### Data section
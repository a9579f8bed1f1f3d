use std::path::PathBuf;

use thiserror::Error;

use crate::shader::ShaderStage;

/// Failure while acquiring the GPU context. Fatal for the application.
#[derive(Debug, Error)]
pub enum GpuInitError {
    #[error("failed to create surface: {0}")]
    Surface(#[from] wgpu::CreateSurfaceError),

    #[error("no suitable GPU adapter found")]
    NoAdapter,

    #[error("surface reports no supported formats or alpha modes for this adapter")]
    IncompatibleSurface,

    #[error("failed to create device: {0}")]
    Device(#[from] wgpu::RequestDeviceError),
}

/// Failure while building a shader program. Recoverable: the caller keeps
/// whatever program it had before.
#[derive(Debug, Error)]
pub enum ShaderError {
    #[error("shader file '{}' not found", .path.display())]
    FileNotFound { path: PathBuf },

    #[error("failed to read shader file '{}': {source}", .path.display())]
    Io {
        path: PathBuf,
        #[source]
        source: std::io::Error,
    },

    #[error("failed to compile {stage} shader:\n{log}")]
    Compile { stage: ShaderStage, log: String },

    #[error("failed to link program:\n{log}")]
    Link { log: String },
}
pub mod window;

pub use window::{create_window, PlatformConfig};
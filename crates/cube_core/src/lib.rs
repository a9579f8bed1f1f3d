//! GPU-free building blocks shared by the demo: logging, keyboard state and
//! frame timing.

pub mod input;
pub mod logging;
pub mod time;
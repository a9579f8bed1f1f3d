use cube_render::GpuInitError;
use thiserror::Error;

/// Startup failures. All of them are fatal.
#[derive(Debug, Error)]
pub enum InitError {
    #[error("failed to create event loop: {0}")]
    EventLoop(#[from] winit::error::EventLoopError),

    #[error("failed to create window: {0}")]
    Window(#[from] winit::error::OsError),

    #[error("failed to initialize GPU: {0}")]
    Gpu(#[from] GpuInitError),
}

### Problem statement
The listing above should be repeated in its entirety, unchanged.

### Solution to this exercise
repository a9579f8bed1f1f3d
use std::path::PathBuf;

use thiserror::Error;

use crate::shader::ShaderStage;

/// Failure while acquiring the GPU context. Fatal for the application.
#[derive(Debug, Error)]
pub enum GpuInitError {
    #[error("failed to create surface: {0}")]
    Surface(#[from] wgpu::CreateSurfaceError),

    #[error("no suitable GPU adapter found")]
    NoAdapter,

    #[error("surface reports no supported formats or alpha modes for this adapter")]
    IncompatibleSurface,

    #[error("failed to create device: {0}")]
    Device(#[from] wgpu::RequestDeviceError),
}

/// Failure while building a shader program. Recoverable: the caller keeps
/// whatever program it had before.
#[derive(Debug, Error)]
pub enum ShaderError {
    #[error("shader file '{}' not found", .path.display())]
    FileNotFound { path: PathBuf },

    #[error("failed to read shader file '{}': {source}", .path.display())]
    Io {
        path: PathBuf,
        #[source]
        source: std::io::Error,
    },

    #[error("failed to compile {stage} shader:\n{log}")]
    Compile { stage: ShaderStage, log: String },

    #[error("failed to link program:\n{log}")]
    Link { log: String },
}
pub mod window;

pub use window::{create_window, PlatformConfig};
filename crates/cube_core/src/lib.rs
repository a9579f8bed1f1f3d
//! GPU-free building blocks shared by the demo: logging, keyboard state and
//! frame timing.

pub mod input;
pub mod logging;
pub mod time;
repository a9579f8bed1f1f3d
use cube_render::GpuInitError;
use thiserror::Error;

/// Startup failures. All of them are fatal.
#[derive(Debug, Error)]
pub enum InitError {
    #[error("failed to create event loop: {0}")]
    EventLoop(#[from] winit::error::EventLoopError),

    #[error("failed to create window: {0}")]
    Window(#[from] winit::error::OsError),

    #[error("failed to initialize GPU: {0}")]
    Gpu(#[from] GpuInitError),
}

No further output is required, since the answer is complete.